Northern Michigan in Focus: Bear In The Yard

Do you ever have an unwanted guest that’s hard to get rid of? Sometimes all you have to do is get rid of the food. Here’s the story from Corey Adkins in this weeks Northern Michigan in Focus.

My wife Stephanie and I live in the country outside of McBain in a modest old farm house.

In the summer we like to sit on the porch and watch the deer run through the fields and relax. 

We also like to feed the birds, especially this time of year when the spring birds come home.

But it seems with the birds comes another visitor.

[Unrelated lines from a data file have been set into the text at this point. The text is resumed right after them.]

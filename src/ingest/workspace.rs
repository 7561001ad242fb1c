//! Run Workspace
//!
//! Temporary directory tree exclusively owned by one orchestration run.
//! Removal is scoped to the value's lifetime: dropping the workspace
//! deletes the tree on every exit path, success or failure, best-effort.

use std::path::Path;
use tempfile::TempDir;
use tracing::debug;
use uuid::Uuid;

use crate::constants::retrieval;
use crate::types::Result;

/// Scoped temporary workspace for a single analysis run.
#[derive(Debug)]
pub struct Workspace {
    run_id: Uuid,
    dir: TempDir,
}

impl Workspace {
    pub fn create() -> Result<Self> {
        let run_id = Uuid::new_v4();
        let dir = tempfile::Builder::new()
            .prefix(retrieval::WORKSPACE_PREFIX)
            .tempdir()?;

        debug!(run_id = %run_id, path = %dir.path().display(), "created workspace");

        Ok(Self { run_id, dir })
    }

    pub fn run_id(&self) -> Uuid {
        self.run_id
    }

    pub fn path(&self) -> &Path {
        self.dir.path()
    }
}

#[cfg(test)]
mod tests {
    use super::*;

    #[test]
    fn test_workspace_removed_on_drop() {
        let workspace = Workspace::create().unwrap();
        let path = workspace.path().to_path_buf();
        std::fs::write(path.join("marker"), b"x").unwrap();
        assert!(path.exists());

        drop(workspace);
        assert!(!path.exists());
    }

    #[test]
    fn test_workspaces_are_distinct() {
        let a = Workspace::create().unwrap();
        let b = Workspace::create().unwrap();
        assert_ne!(a.path(), b.path());
        assert_ne!(a.run_id(), b.run_id());
    }
}
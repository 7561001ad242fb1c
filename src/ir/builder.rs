//! IR Builder
//!
//! Pure merge of the four analyzer outputs into the canonical
//! intermediate representation. Always succeeds: upstream components
//! have already normalized their failures into empty or default values.

use crate::ingest::RepoLocator;
use crate::types::{
    AnalysisIr, Architecture, DependencyInfo, ModuleInfo, Overview, RiskInfo, StackInfo,
    StructureInfo,
};

/// Merge analyzer outputs into the canonical IR.
///
/// `description`, `key_features`, `patterns`, and each module's
/// `purpose`/`dependencies` are left unset for the enrichment stage.
pub fn build_ir(
    locator: &RepoLocator,
    stack: StackInfo,
    structure: StructureInfo,
    dependencies: DependencyInfo,
    risks: RiskInfo,
) -> AnalysisIr {
    let overview = Overview {
        repository_name: locator.repository_name(),
        total_files: structure.total_files,
        primary_languages: stack.primary_languages,
        description: None,
        key_features: None,
    };

    let architecture = Architecture {
        structure_type: stack.structure_type,
        folder_structure: structure.folder_structure,
        patterns: None,
    };

    let modules = structure
        .modules
        .into_iter()
        .map(|m| ModuleInfo {
            name: m.name,
            purpose: None,
            key_files: m.key_files,
            dependencies: None,
        })
        .collect();

    AnalysisIr {
        overview,
        architecture,
        modules,
        dependencies,
        risks,
    }
}
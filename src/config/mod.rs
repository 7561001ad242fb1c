//! Configuration Management
//!
//! Unified configuration system with hierarchical resolution:
//! 1. Built-in defaults
//! 2. Global config (~/.config/repolens/config.toml)
//! 3. Project config (.repolens/config.toml)
//! 4. Environment variables (REPOLENS_*)
//! 5. CLI arguments (highest priority)

mod loader;
mod types;

pub use loader::ConfigLoader;
pub use types::*;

There are bears by our house.

“What do we have in our tree here? We have a big bear in our tree. He was actually here two days ago and I came out in the morning and the feeders were tossed,” said Stephanie Adkins.

DNR Wildlife Biologist, Vern Richardson said that was our problem.

“If you feed birds this time of year and even if you have bird food out during the day and bring your feeders in a night your yard still smells like food. That’s like leaving the McDonald’s sign in the window and expecting people to not pull into the drive-thru. It still smells like food looks like food. A bear they have an incredible sense of smell,” explained Richardson. ”If they walked by your yard during the daytime and smell food they may not come back until night time. If they learned the food is there during the day and not at night then you’re encouraging bears to come into your yard during daylight hours, which is what we do not want to see.”

So there we had a bear in our tree. A very drowsy, lethargic, sleepyhead of a bear.

“And he’s barely moving.  I wonder what kind of stock market he likes,” said Adkins.

He wasn’t interested in our humor either. So what do you do when you find a bear in your tree?

“If a bear runs up a tree, just let it be. It will come down once it’s comfortable,” said Richardson.

So that’s what we did. The next day we took the bird feeders down so no more birds, but no more bears.

“Even if you don’t mind the bears you might have your bird feeder set up in a way the bears can’t get to it but you are still teaching the bear that being around houses is a food source which habituates bears thinking they can be around people which can cause problems to people or pets in the future,” explained Richardson.

Bears will travel many miles for food and there’s more of them out there than you think. So if you don’t want these visitors, you may want to be vigilante with your bird seed.

“If you’re in bear country, and like I said I think the entire 9 &10 coverage area has bears, spring, summer and fall, bird feeding is problematic when it comes to bears,” said Richardson.